WATERBURY — A local teacher was recently “let go” after revealing to district officials that she was prescribed medical marijuana to treat a s...

WATERBURY -- A local teacher was recently "let go" after revealing to district officials that she was prescribed medical marijuana to treat a serious medical condition.

Earlier this year, Abigail Peck, a licensed medical marijuana patient in Florida, was busy applying for jobs in Connecticut, where she'd soon be moving with her family. One of the schools where she considered teaching was Tinker Elementary School in Waterbury, who eventually contacted her back for an interview.

After moving to Connecticut and completing the interview process, school administrators offered Peck a position as a music teacher, which she was eager to accept.

Before signing the contract however, Peck disclosed to her superiors that she was diagnosed with a serious autoimmune disease that required her to use medical marijuana as part of a larger treatment regimen.
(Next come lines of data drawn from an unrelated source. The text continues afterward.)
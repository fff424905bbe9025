use serde::{Deserialize, Serialize};
use std::path::Path;

use crate::error::{ButterflyError, Result};

/// A language Butterfly will build call graphs for.
///
/// Plain enum, matched on by extension at the request boundary.
#[derive(Debug, Clone, Copy, PartialEq, Eq, Hash, Serialize, Deserialize)]
#[serde(rename_all = "lowercase")]
pub enum SupportedLanguage {
    C,
    Cpp,
    CSharp,
    Python,
}

impl SupportedLanguage {
    pub const ALL: [SupportedLanguage; 4] = [
        SupportedLanguage::C,
        SupportedLanguage::Cpp,
        SupportedLanguage::CSharp,
        SupportedLanguage::Python,
    ];

    /// Identifier used in `[project].languages`.
    pub fn id(&self) -> &'static str {
        match self {
            SupportedLanguage::C => "c",
            SupportedLanguage::Cpp => "cpp",
            SupportedLanguage::CSharp => "csharp",
            SupportedLanguage::Python => "python",
        }
    }

    pub fn matches_extension(&self, ext: &str) -> bool {
        match self {
            SupportedLanguage::C => matches!(ext, "c" | "h"),
            SupportedLanguage::Cpp => matches!(ext, "cpp" | "cc" | "cxx" | "c++" | "hpp" | "hh" | "hxx"),
            SupportedLanguage::CSharp => ext == "cs",
            SupportedLanguage::Python => matches!(ext, "py" | "pyi"),
        }
    }

    /// Parse a config identifier. Case-insensitive; accepts common aliases
    /// ("c++", "cs", "c#", "py").
    pub fn from_id(s: &str) -> Option<SupportedLanguage> {
        match s.to_lowercase().as_str() {
            "c" => Some(SupportedLanguage::C),
            "cpp" | "c++" => Some(SupportedLanguage::Cpp),
            "csharp" | "cs" | "c#" => Some(SupportedLanguage::CSharp),
            "python" | "py" => Some(SupportedLanguage::Python),
            _ => None,
        }
    }

    /// Language of a source file, by extension.
    pub fn from_path(path: &Path) -> Option<SupportedLanguage> {
        let ext = path.extension()?.to_str()?.to_lowercase();
        Self::ALL.into_iter().find(|lang| lang.matches_extension(&ext))
    }
}

/// Identifiers of every supported language, in declaration order.
pub fn all_language_ids() -> Vec<String> {
    SupportedLanguage::ALL.iter().map(|l| l.id().to_string()).collect()
}

/// Language of `path`, provided it is one of `enabled`.
pub fn ensure_supported(path: &Path, enabled: &[String]) -> Result<SupportedLanguage> {
    let unsupported = || ButterflyError::UnsupportedLanguage {
        language: path
            .extension()
            .and_then(|e| e.to_str())
            .map_or_else(|| "unknown".to_string(), |e| format!(".{}", e)),
        supported: enabled.join(", "),
    };

    let language = SupportedLanguage::from_path(path).ok_or_else(unsupported)?;
    let is_enabled = enabled
        .iter()
        .filter_map(|id| SupportedLanguage::from_id(id))
        .any(|l| l == language);
    if is_enabled {
        Ok(language)
    } else {
        Err(ButterflyError::UnsupportedLanguage {
            language: language.id().to_string(),
            supported: enabled.join(", "),
        })
    }
}

#[cfg(test)]
mod tests {
    use super::*;

    #[test]
    fn test_from_path() {
        assert_eq!(SupportedLanguage::from_path(Path::new("src/main.cpp")), Some(SupportedLanguage::Cpp));
        assert_eq!(SupportedLanguage::from_path(Path::new("lib/util.c")), Some(SupportedLanguage::C));
        assert_eq!(SupportedLanguage::from_path(Path::new("Program.CS")), Some(SupportedLanguage::CSharp));
        assert_eq!(SupportedLanguage::from_path(Path::new("app/views.py")), Some(SupportedLanguage::Python));
        assert_eq!(SupportedLanguage::from_path(Path::new("main.rs")), None);
        assert_eq!(SupportedLanguage::from_path(Path::new("Makefile")), None);
    }

    #[test]
    fn test_from_id_aliases() {
        assert_eq!(SupportedLanguage::from_id("C++"), Some(SupportedLanguage::Cpp));
        assert_eq!(SupportedLanguage::from_id("cs"), Some(SupportedLanguage::CSharp));
        assert_eq!(SupportedLanguage::from_id("py"), Some(SupportedLanguage::Python));
        assert_eq!(SupportedLanguage::from_id("rust"), None);
    }

    #[test]
    fn test_ensure_supported() {
        let all = all_language_ids();
        assert_eq!(ensure_supported(Path::new("a.cpp"), &all).unwrap(), SupportedLanguage::Cpp);

        let err = ensure_supported(Path::new("a.ts"), &all).unwrap_err();
        assert!(matches!(err, ButterflyError::UnsupportedLanguage { .. }));
        assert!(err.to_string().contains(".ts"));
    }

    #[test]
    fn test_disabled_language_rejected() {
        let only_python = vec!["python".to_string()];
        let err = ensure_supported(Path::new("a.cpp"), &only_python).unwrap_err();
        match err {
            ButterflyError::UnsupportedLanguage { language, supported } => {
                assert_eq!(language, "cpp");
                assert_eq!(supported, "python");
            }
            other => panic!("unexpected error: {}", other),
        }
    }
}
They told her this would be fine, as long as she had a doctor's recommendation.

"When they sent me back for the drug screening, it tested positive for marijuana," said Peck. "Then they immediately contacted me and put me on administrative leave."

After reexplaining the diagnosis and presenting a Florida medical marijuana license to school officials, Abigail was told to apply for a Connecticut-issued license to replace the one from Florida. She did so immediately and was granted a license shortly thereafter, upon receiving an authorized in-state doctor's recommendation.
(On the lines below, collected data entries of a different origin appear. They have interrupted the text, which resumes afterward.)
//! probe-hashmap: a single-threaded, string-keyed map built on open
//! addressing with double hashing, tombstone deletion, and automatic
//! capacity rebalancing.
//!
//! Internal Design:
//!
//! Summary
//! - Goal: implement the probing, deletion, and resize machinery itself in
//!   small, separately testable layers, rather than delegating storage to
//!   an existing table.
//! - Layers:
//!   - prime: capacity selection. Slot counts are always prime so the
//!     double-hash step is coprime to the capacity and each probe sequence
//!     is a permutation of all slots.
//!   - hash: the base-`a` positional string hash (Horner accumulation, no
//!     materialized powers) and ProbeSequence, the per-key slot visit
//!     order combining two hashes with distinct prime multipliers.
//!   - table: ProbeHashMap, the public map. Owns a `Vec` of tagged slots
//!     (Empty / Occupied / Tombstone), tracks the occupied count, and
//!     applies the load-factor policy: grow at >70% occupancy before
//!     placing, shrink at <10% before removing, never below the base size
//!     the table was created with.
//!
//! Constraints
//! - Single-threaded: operations run to completion and a resize replaces
//!   the entire backing store; concurrent callers must serialize every
//!   operation externally.
//! - Keys and values are owned `String`s; the table is their sole owner
//!   and everything is released together when the table drops.
//! - Exactly one slot is written per insert: the probe scan remembers the
//!   first reusable slot but keeps going until it has either found the key
//!   (overwrite in place) or proven it absent. Placing at the first
//!   tombstone unconditionally would duplicate keys that live further down
//!   the chain.
//! - Deletion tombstones the slot instead of emptying it, so probe chains
//!   running through it keep reaching their later entries. The occupied
//!   count only ever changes on an actual placement or an actual match.
//! - Every probe loop is bounded to one full pass. On a table pinned at
//!   its floor, tombstones can absorb every Empty slot, making a full
//!   pass a legitimate miss rather than a corruption.
//!
//! Notes and non-goals
//! - No iteration API and no generic key/value parameters; this is a
//!   string-to-string table.
//! - No persistence and no concurrency support.
//! - Resizing only doubles or halves the base size; the capacity is the
//!   next prime at or above it.

mod hash;
mod prime;
mod table;
mod table_proptest;

// Public surface
pub use table::ProbeHashMap;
Although she had done everything by the books and was already officially hired, the school suddenly rescinded the job offer.

"I received a call two weeks after all my paperwork was turned in," explained Peck. "When they called me in for a meeting, I assumed it was to begin employment, but they handed me a termination letter based on the fact my medical card was not active in Connecticut at that time."

After the job offer was rescinded, Peck hired a lawyer and filed a lawsuit. She hopes it will help prevent others being treated with medical cannabis from facing similar situations.

"I followed the protocol. They gave me instructions. I followed them in a timely manner," Peck added. "Everything was legal and law abiding."

In an email to the Republican-American, Waterbury Corporation Counsel Linda Wihbey said, "Peck did not have a Connecticut-issued medical marijuana card at the time of her hire, and so is not afforded protections under the 2012 Palliative Use of Marijuana Act."

A civil summons was issued with Waterbury Superior Court and a complaint was filed on November 30th and a civil summons was subsequently issued. Peck is seeking compensation for damages related to emotional distress and financial loss.